**YOUR ASSIGNMENT**
What lines in the listing include "events"? Return a copy of each.
########
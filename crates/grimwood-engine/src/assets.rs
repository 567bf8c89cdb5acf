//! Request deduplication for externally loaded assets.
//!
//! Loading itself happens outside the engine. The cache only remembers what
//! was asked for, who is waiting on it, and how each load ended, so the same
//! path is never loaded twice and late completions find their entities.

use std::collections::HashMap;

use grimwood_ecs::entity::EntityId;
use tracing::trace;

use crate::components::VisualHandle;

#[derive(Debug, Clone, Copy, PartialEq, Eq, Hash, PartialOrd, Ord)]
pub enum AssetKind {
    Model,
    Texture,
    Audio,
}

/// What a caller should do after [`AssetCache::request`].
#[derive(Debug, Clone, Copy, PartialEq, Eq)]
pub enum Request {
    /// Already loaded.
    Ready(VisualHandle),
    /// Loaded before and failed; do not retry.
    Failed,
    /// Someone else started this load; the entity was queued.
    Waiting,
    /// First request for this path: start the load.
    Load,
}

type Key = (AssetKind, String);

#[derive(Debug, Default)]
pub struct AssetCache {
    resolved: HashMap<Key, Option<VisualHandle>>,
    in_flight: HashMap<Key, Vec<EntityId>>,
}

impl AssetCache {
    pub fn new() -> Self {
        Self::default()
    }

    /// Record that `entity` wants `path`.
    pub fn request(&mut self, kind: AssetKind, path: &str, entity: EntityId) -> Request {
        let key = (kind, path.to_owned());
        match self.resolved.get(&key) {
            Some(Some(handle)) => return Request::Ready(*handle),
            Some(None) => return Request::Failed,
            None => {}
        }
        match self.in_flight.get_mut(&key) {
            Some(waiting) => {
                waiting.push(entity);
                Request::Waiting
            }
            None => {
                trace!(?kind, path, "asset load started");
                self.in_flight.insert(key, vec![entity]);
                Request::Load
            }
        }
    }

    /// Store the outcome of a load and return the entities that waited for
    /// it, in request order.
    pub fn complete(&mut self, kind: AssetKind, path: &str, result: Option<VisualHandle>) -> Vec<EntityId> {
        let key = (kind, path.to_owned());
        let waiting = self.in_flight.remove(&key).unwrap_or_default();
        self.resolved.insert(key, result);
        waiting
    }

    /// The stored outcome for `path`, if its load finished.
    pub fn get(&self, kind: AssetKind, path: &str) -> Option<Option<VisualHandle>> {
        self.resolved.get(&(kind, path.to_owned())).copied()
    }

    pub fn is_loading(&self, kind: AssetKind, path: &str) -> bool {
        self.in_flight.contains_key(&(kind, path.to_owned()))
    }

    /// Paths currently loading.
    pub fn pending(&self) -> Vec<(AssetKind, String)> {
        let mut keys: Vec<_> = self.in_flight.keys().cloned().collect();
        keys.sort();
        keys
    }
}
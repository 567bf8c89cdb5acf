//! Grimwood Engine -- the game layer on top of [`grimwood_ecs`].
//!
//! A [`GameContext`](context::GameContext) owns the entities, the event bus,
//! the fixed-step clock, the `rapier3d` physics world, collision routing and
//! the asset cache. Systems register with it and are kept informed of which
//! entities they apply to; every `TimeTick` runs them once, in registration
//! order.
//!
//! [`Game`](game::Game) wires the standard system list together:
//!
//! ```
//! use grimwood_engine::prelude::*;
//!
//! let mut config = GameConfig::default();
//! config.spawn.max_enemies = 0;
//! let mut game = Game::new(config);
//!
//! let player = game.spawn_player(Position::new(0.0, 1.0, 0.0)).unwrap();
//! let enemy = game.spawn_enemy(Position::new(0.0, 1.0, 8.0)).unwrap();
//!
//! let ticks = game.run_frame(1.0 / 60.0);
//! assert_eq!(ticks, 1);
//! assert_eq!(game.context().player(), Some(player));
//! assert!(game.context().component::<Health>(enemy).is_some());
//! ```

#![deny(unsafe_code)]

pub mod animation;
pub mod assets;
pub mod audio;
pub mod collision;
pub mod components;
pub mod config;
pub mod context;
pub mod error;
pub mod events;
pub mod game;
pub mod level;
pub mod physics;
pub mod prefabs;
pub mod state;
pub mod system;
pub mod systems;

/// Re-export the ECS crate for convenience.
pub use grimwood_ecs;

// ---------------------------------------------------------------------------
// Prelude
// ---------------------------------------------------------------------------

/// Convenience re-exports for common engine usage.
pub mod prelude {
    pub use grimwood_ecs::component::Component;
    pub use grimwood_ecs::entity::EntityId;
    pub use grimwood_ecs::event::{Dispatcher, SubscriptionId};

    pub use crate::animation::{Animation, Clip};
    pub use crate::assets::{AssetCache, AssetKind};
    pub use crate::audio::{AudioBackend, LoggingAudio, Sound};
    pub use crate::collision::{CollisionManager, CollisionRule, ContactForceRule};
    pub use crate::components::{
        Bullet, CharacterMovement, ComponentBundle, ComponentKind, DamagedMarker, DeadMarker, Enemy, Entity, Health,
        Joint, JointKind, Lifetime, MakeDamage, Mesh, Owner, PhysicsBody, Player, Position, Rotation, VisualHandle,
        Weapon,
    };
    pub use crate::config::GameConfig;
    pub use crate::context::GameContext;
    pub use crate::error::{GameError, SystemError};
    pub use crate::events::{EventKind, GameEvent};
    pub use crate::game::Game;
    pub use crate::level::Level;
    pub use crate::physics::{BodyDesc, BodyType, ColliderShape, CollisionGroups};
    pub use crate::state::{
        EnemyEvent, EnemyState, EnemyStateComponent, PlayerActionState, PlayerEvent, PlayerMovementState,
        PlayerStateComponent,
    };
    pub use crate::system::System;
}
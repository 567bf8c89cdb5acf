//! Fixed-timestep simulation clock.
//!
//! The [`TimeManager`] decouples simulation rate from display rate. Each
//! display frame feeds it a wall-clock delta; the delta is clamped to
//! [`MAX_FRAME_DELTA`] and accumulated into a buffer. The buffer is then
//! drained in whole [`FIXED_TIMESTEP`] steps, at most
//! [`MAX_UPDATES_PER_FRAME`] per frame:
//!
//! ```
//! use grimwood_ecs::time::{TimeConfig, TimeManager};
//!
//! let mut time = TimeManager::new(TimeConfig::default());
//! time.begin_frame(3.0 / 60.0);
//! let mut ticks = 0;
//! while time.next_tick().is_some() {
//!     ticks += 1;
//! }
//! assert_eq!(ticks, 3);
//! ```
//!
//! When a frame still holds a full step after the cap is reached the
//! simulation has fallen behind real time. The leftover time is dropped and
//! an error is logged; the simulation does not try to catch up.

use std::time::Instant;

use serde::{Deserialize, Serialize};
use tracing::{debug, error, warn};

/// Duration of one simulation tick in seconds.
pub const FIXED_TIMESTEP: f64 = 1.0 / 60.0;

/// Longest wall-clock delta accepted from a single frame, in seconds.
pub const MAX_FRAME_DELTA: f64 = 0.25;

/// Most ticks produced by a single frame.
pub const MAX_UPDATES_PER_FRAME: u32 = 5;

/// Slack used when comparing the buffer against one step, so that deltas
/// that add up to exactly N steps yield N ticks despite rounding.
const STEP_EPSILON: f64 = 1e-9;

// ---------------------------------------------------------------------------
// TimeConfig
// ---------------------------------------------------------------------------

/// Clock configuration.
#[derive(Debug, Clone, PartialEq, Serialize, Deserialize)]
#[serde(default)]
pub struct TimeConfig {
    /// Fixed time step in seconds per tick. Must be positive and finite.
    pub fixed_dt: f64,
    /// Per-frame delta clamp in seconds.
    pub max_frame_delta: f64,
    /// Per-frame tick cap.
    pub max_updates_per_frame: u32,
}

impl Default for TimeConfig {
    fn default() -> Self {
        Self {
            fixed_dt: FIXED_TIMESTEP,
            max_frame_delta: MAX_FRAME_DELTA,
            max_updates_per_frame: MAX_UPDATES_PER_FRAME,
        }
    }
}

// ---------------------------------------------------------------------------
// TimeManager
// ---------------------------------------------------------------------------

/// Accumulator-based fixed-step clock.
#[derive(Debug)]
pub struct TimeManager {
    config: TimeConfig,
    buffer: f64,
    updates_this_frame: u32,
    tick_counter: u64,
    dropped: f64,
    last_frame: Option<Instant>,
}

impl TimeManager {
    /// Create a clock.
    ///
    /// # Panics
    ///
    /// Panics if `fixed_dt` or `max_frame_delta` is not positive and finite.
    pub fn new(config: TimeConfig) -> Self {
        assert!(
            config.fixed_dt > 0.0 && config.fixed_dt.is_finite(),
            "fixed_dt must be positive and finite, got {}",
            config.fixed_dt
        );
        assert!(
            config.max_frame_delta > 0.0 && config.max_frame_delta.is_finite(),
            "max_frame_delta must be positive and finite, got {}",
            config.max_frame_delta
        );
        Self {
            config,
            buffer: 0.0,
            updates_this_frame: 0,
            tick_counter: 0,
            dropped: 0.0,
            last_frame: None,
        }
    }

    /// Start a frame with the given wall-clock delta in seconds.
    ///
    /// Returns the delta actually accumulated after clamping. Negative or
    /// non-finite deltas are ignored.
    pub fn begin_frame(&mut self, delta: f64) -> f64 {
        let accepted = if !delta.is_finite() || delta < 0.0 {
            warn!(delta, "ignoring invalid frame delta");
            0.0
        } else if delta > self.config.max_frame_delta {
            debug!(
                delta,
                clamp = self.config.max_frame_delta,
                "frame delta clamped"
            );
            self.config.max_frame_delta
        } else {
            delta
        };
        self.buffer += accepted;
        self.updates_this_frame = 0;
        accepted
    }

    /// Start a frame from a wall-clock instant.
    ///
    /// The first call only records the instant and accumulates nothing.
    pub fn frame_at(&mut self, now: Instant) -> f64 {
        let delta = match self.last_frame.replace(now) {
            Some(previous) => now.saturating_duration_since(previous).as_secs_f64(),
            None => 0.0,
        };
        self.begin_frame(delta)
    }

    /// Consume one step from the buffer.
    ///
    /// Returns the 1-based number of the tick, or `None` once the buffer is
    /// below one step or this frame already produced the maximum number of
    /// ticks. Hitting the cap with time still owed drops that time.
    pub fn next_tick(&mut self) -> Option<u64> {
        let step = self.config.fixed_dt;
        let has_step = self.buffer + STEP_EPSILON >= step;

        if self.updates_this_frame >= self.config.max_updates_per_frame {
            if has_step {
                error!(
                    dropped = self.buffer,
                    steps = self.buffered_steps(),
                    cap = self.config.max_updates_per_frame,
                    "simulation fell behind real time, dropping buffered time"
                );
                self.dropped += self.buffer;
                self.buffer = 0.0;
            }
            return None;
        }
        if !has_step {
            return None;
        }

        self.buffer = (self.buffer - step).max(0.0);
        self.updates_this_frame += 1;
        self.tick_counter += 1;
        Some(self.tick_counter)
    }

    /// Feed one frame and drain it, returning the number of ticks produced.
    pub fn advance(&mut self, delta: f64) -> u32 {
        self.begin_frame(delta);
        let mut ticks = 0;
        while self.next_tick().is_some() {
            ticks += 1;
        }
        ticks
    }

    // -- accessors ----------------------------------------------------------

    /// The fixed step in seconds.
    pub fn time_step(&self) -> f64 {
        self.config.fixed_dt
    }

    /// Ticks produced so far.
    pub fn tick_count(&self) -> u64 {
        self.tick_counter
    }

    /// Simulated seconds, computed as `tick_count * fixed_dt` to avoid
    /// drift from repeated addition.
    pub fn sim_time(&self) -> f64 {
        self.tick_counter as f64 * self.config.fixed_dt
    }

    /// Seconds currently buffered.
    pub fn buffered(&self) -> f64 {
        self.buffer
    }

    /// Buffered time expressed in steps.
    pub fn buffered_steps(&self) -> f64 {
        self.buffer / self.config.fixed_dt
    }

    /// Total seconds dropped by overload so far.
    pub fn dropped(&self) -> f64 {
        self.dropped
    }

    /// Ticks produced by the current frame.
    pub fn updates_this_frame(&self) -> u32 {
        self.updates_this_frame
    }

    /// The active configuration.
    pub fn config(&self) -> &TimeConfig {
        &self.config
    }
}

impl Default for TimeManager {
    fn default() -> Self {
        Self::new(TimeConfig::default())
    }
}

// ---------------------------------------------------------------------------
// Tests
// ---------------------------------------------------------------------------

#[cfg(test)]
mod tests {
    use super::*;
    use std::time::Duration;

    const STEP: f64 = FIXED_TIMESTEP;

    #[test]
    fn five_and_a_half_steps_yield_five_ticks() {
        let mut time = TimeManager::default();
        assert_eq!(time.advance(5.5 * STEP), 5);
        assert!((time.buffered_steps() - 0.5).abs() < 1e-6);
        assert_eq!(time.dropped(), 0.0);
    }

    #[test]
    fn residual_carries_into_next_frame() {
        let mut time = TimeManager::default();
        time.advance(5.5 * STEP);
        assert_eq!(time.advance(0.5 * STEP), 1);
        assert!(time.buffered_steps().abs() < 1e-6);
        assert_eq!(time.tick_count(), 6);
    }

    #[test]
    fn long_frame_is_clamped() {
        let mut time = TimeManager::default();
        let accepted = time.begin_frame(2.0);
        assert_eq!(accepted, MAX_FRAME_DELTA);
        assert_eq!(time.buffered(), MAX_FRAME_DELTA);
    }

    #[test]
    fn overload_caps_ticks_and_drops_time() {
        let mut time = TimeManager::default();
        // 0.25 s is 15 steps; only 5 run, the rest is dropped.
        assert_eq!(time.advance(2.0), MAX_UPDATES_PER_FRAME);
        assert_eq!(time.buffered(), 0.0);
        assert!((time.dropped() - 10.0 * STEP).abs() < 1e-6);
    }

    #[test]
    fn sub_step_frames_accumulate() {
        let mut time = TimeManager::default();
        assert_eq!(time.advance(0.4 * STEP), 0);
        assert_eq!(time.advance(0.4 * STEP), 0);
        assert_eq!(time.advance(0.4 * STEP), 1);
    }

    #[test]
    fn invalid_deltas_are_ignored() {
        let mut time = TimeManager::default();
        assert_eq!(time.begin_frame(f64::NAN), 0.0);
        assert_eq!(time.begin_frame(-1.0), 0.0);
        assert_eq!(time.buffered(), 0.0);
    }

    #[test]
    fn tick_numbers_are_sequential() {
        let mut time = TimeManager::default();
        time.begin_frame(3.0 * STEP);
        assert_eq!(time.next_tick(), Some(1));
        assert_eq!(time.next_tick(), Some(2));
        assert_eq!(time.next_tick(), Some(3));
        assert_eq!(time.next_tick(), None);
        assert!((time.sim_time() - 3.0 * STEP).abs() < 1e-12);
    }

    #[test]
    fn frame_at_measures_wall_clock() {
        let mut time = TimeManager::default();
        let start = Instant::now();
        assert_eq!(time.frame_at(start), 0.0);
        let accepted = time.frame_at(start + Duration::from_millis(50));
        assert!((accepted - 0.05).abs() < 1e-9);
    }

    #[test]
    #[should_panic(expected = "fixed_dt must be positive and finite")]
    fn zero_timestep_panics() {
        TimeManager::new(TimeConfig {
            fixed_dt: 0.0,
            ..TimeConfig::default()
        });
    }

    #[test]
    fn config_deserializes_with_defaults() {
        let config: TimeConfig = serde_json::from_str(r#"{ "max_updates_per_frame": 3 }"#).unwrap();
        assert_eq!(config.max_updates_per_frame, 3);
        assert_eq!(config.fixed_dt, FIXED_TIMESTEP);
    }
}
########
**TASK ANSWER**
pub mod events;
    pub use crate::events::{EventKind, GameEvent};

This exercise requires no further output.